The Buehler test is an in vivo test to screen for substances that cause human skin sensitisation (i.e. allergens). It was first proposed by Edwin Vernon Buehler in 1965 and further explained in 1980. The methods are described in OECD Test Guideline 406 and the US Environmental Protection Agency (USEPA) OSCPP 870.2600.

It is a non-adjuvant test. During the Main Test, guinea pigs in the test group are induced with the highest concentration of a substance that causes up to slight irritation. During the challenge phase, guinea pigs in the test group and the control group are given a challenge dose, which is the highest dose that does not cause irritation.
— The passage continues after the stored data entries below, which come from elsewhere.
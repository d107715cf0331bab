//! Build script for proto compilation
//!
//! Uses tonic_build to generate the GymService messages plus client and
//! server stubs (the server stub is only exercised by tests).

fn main() {
    let manifest_dir = std::env::var("CARGO_MANIFEST_DIR").unwrap();
    let proto_path = std::path::Path::new(&manifest_dir).join("protos/gymbot.proto");
    let includes = std::path::Path::new(&manifest_dir).join("protos");

    println!("cargo:rerun-if-changed={}", proto_path.display());

    tonic_build::configure()
        .compile_protos(
            &[proto_path.to_str().unwrap()],
            &[includes.to_str().unwrap()],
        )
        .expect("Failed to compile proto files");
}
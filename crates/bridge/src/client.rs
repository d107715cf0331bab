//! gRPC client for the gym question-answering service.
//!
//! Connection handling is strictly one-shot: a channel is established per
//! run, used for a single `Ask` call and dropped with the process. There is
//! no pooling, retry, or reconnect.

use std::fmt;
use std::time::Duration;

use async_trait::async_trait;
use tonic::transport::{Channel, Endpoint};
use tracing::{debug, info};

use crate::error::BridgeError;
use crate::generated::gym_service_client::GymServiceClient;
use crate::generated::AskRequest;

/// Client configuration
#[derive(Debug, Clone, PartialEq)]
pub struct ClientConfig {
    /// Registry host the service is resolved against
    pub registry_host: String,

    /// Port the registry listens on
    pub service_port: u16,

    /// Connection deadline; `None` waits indefinitely
    pub connect_timeout: Option<Duration>,

    /// Per-request deadline; `None` waits indefinitely
    pub request_timeout: Option<Duration>,
}

impl Default for ClientConfig {
    fn default() -> Self {
        Self {
            registry_host: "localhost".to_string(),
            service_port: 1099,
            connect_timeout: None,
            request_timeout: None,
        }
    }
}

impl ClientConfig {
    /// Endpoint URL the channel connects to
    pub fn endpoint(&self) -> String {
        format!("http://{}:{}", self.registry_host, self.service_port)
    }
}

impl fmt::Display for ClientConfig {
    fn fmt(&self, f: &mut fmt::Formatter<'_>) -> fmt::Result {
        write!(
            f,
            "GymClient(endpoint={}, timeout={:?})",
            self.endpoint(),
            self.request_timeout
        )
    }
}

/// The single remote operation the bridge forwards to.
///
/// `ServiceHandle` is the production implementation; tests substitute
/// scripted services behind the same seam.
#[async_trait]
pub trait QuestionService {
    /// Ask one question, waiting until the service answers or fails.
    async fn ask(&mut self, question: &str) -> Result<String, BridgeError>;
}

/// Gym service gRPC client.
#[derive(Debug, Clone)]
pub struct GymClient {
    config: ClientConfig,
}

impl GymClient {
    /// Create a new client for the given registry endpoint, with the
    /// default unbounded deadlines.
    pub fn new(host: impl Into<String>, port: u16) -> Self {
        Self::with_config(ClientConfig {
            registry_host: host.into(),
            service_port: port,
            ..ClientConfig::default()
        })
    }

    /// Create a client with custom configuration
    pub fn with_config(config: ClientConfig) -> Self {
        Self { config }
    }

    pub fn config(&self) -> &ClientConfig {
        &self.config
    }

    /// Resolve the service, yielding a callable handle.
    ///
    /// The channel is connected eagerly so an unreachable registry surfaces
    /// here rather than inside the first call.
    pub async fn resolve(&self) -> Result<ServiceHandle, BridgeError> {
        let endpoint = self.config.endpoint();
        info!("Resolving gym service at {}", endpoint);

        let mut builder = Endpoint::from_shared(endpoint)
            .map_err(|e| BridgeError::Resolution(e.to_string()))?;
        if let Some(timeout) = self.config.connect_timeout {
            builder = builder.connect_timeout(timeout);
        }
        if let Some(timeout) = self.config.request_timeout {
            builder = builder.timeout(timeout);
        }

        let channel = builder
            .connect()
            .await
            .map_err(|e| BridgeError::Resolution(e.to_string()))?;

        debug!("Channel established");
        Ok(ServiceHandle {
            client: GymServiceClient::new(channel),
        })
    }
}

/// A resolved, connected handle to the remote service.
#[derive(Debug, Clone)]
pub struct ServiceHandle {
    client: GymServiceClient<Channel>,
}

#[async_trait]
impl QuestionService for ServiceHandle {
    async fn ask(&mut self, question: &str) -> Result<String, BridgeError> {
        let request = AskRequest {
            question: question.to_string(),
        };

        match self.client.ask(request).await {
            Ok(response) => Ok(response.into_inner().answer),
            Err(status) => Err(BridgeError::Invocation(status.to_string())),
        }
    }
}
Sensitization of the test system is evaluated following the challenge exposure by comparing the extent and degree of skin reactions in the Test Group to the Control Group. A positive response is defined as a score of at least 1.0 and that exceeds the highest response observed in the Control Group. While the scoring system is relative, the most important criterion of an overall positive response is whether the Test Group animals are more responsive than the Control Group animals following the challenge exposure; this comparison allows discrimination between reactions of hypersensitivity versus skin irritancy.

To evaluate the sensitization potential of a test article, two endpoints are used: incidence and severity.

- Incidence is the percentage of animals that exhibited a positive response at either 24 or 48 hours following the challenge exposure when compared to the total number of animals in the group. For a test article to be considered a sensitizer in the Buehler test, at least 15% of the Test Group must exhibit positive responses.
- Severity is the sum of scores divided by the total number of animals is used to compare the Test and Control Group responses. If the severity of the responses of the Test Group is greater than the Control Group, then a rechallenge may be warranted.